The second part of today’s gospel is introduced with a headline, “Thomas, called Didymus, one of the Twelve, was not present when Jesus appeared the first time.” Didymus is a Greek word meaning “twin.” In medical terminology, it refers specifically to twin organs of the male body.

Why Thomas was afflicted with this nickname, must be left to the imagination. It is just possible that he was one of twins, therefore called “Twin”. Christian imagination among Gnostic elements of early Christianity thought of him as a twin brother of Jesus. Disciples of Jesus who had been present at Jesus’ first post-resurrection appearance say to Thomas, “We have seen the Lord.”  The Gospel of John now proceeds to create the proverbial Doubting Thomas. He announces arrogantly, “Unless I see the mark of the nails in his hands, and put my finger into the nail marks in his hands, and put my hand into his side, I will not believe! In other words, seeing is believing, which in itself is something of a contradiction.

 

Now the second post-resurrection appearance to the disciples: John writes, “Eight days later….”

These words influenced the choice of this gospel reading for the Second Sunday of Easter.

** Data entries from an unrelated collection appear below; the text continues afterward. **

pub mod core;

use std::sync::Arc;
use std::time::Duration;

use tracing::{info, warn};
use tracing_subscriber::EnvFilter;

use crate::core::channel::{self, InstanceRole};
use crate::core::error::LauncherResult;
use crate::core::profile::{process_invocation, FileProfileStore, ProfileStore};
use crate::core::state::app_state::default_data_dir;
use crate::core::state::AppState;

/// Grace period granted to running clients at shutdown.
const SHUTDOWN_GRACE: Duration = Duration::from_secs(5);

/// How often the background refresh asks for a probe round. Rounds are
/// additionally interval-gated inside the directory itself.
const PROBE_TICK: Duration = Duration::from_secs(30);

pub fn init_logging() {
    tracing_subscriber::fmt()
        .with_env_filter(
            EnvFilter::try_from_default_env()
                .unwrap_or_else(|_| EnvFilter::new("info,vanguard_lib=debug")),
        )
        .init();
}

/// Launcher entry point for one OS invocation.
///
/// Claims the single-instance channel first: if another primary already
/// holds it, `args` are forwarded there and this call returns
/// immediately so the process can exit with success.
pub async fn run(args: Vec<String>) -> LauncherResult<()> {
    info!("Vanguard launcher starting...");

    let mut primary = match channel::claim_or_forward(channel::default_channel_addr(), &args).await?
    {
        InstanceRole::Primary(primary) => primary,
        InstanceRole::Secondary => {
            info!("Handed arguments to the running instance, exiting");
            return Ok(());
        }
    };

    let state = Arc::new(AppState::new(default_data_dir())?);
    state.startup().await?;

    let profile_store: Arc<dyn ProfileStore> = Arc::new(FileProfileStore::new(state.profiles_dir()));

    // Our own argv may already carry a deep link (first launch via URI).
    process_invocation(&args, profile_store.as_ref()).await;

    // Background probing runs independent of launches; aborted at
    // shutdown rather than awaited.
    let prober = {
        let state = Arc::clone(&state);
        tokio::spawn(async move {
            let mut tick = tokio::time::interval(PROBE_TICK);
            tick.set_missed_tick_behavior(tokio::time::MissedTickBehavior::Delay);
            loop {
                tick.tick().await;
                state.directory.probe_all(false).await;
            }
        })
    };

    // Drain forwarded invocations in arrival order; imports apply
    // serially because this loop is the only consumer.
    loop {
        tokio::select! {
            _ = tokio::signal::ctrl_c() => {
                info!("Shutdown requested");
                break;
            }
            message = primary.recv() => match message {
                Some(forwarded) => {
                    process_invocation(&forwarded, profile_store.as_ref()).await;
                }
                None => {
                    warn!("Instance channel listener stopped");
                    break;
                }
            },
        }
    }

    prober.abort();
    state.shutdown(SHUTDOWN_GRACE).await;
    info!("Vanguard launcher stopped");
    Ok(())
}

What happens? Jesus again stood suddenly among them and granted them his Shalom. The author of the gospel demonstrates Jesus’ more than natural knowledge, as Jesus turns to Thomas,
“Put your finger here, and see my hands, and put out your hand and place it in my side.” It should be pointed out that only in the Gospel of John does a soldier open the side of Jesus with a lance, thereby birthing a future sacramental theology. Jesus continues, “Do not be unbelieving, but believing.” The gospel does not tell us whether Thomas accepted Jesus’ invitation. Instead,Thomas becomes a model for every Christian subject to doubts about faith in Jesus, “My Lord and my God.” The encounter ends with Jesus’ blessing on future Christians. Jesus asks Thomas, “Have you believed because you have seen me? Blessed are those who have not seen me and yet believe.” John composes his gospel in the nineties of the first Christian century. There would have been very few Christians still alive who had seen Jesus. John adds this blessing or beatitude as a consolation to Christians of all generations to come.

 

The third part of today’s gospel reading, the end of chapter 20, seems to have been the original ending of the Gospel of John. Chapter 21 is an appendix to the gospel. The first part of John’s gospel, chapters 1-12, is called “The Book of Signs.” John selected seven miracles of Jesus to include in that part of his gospel. John refers to them in Greek as semeia, that is, signs. They are: changing water into wine; curing the son of a royal official; curing a man disabled for 38 years; feeding five thousand people with a few loaves and a few fish; walking on water; creating sight for a man born blind; restoring life to his deceased friend Lazarus. John uses these miracles to reveal one or more identities of Jesus, signs of his identity.

 

Of these seven signs John writes that “Jesus did many other signs in the presence of his disciples, signs that are not included (written) in this book (his gospel). This statement gives authenticity to the Church’s teaching on oral tradition as a basis for the development of doctrine. Then the purpose of including these seven signs, “But these are written that you may come to believe that Jesus is the Messiah (Christ), the Son of God, and that through this belief you may have life in his name.” John does not say that these signs prove that Jesus is the Christ the Son of God. They “prove” it only if one accepts them in faith. We do not get the same invitation that Jesus gave to Thomas to see and to feel his wounds. Instead, we reach out from our own darkness toward the light which is Jesus, placing our fingers and hands spiritually into the hands of the “spiritual body” which is the risen Jesus. Faith is a gift, not a result of experimental proof. “No one can come to me unless the Father who sent me pulls him in,” John 6:44.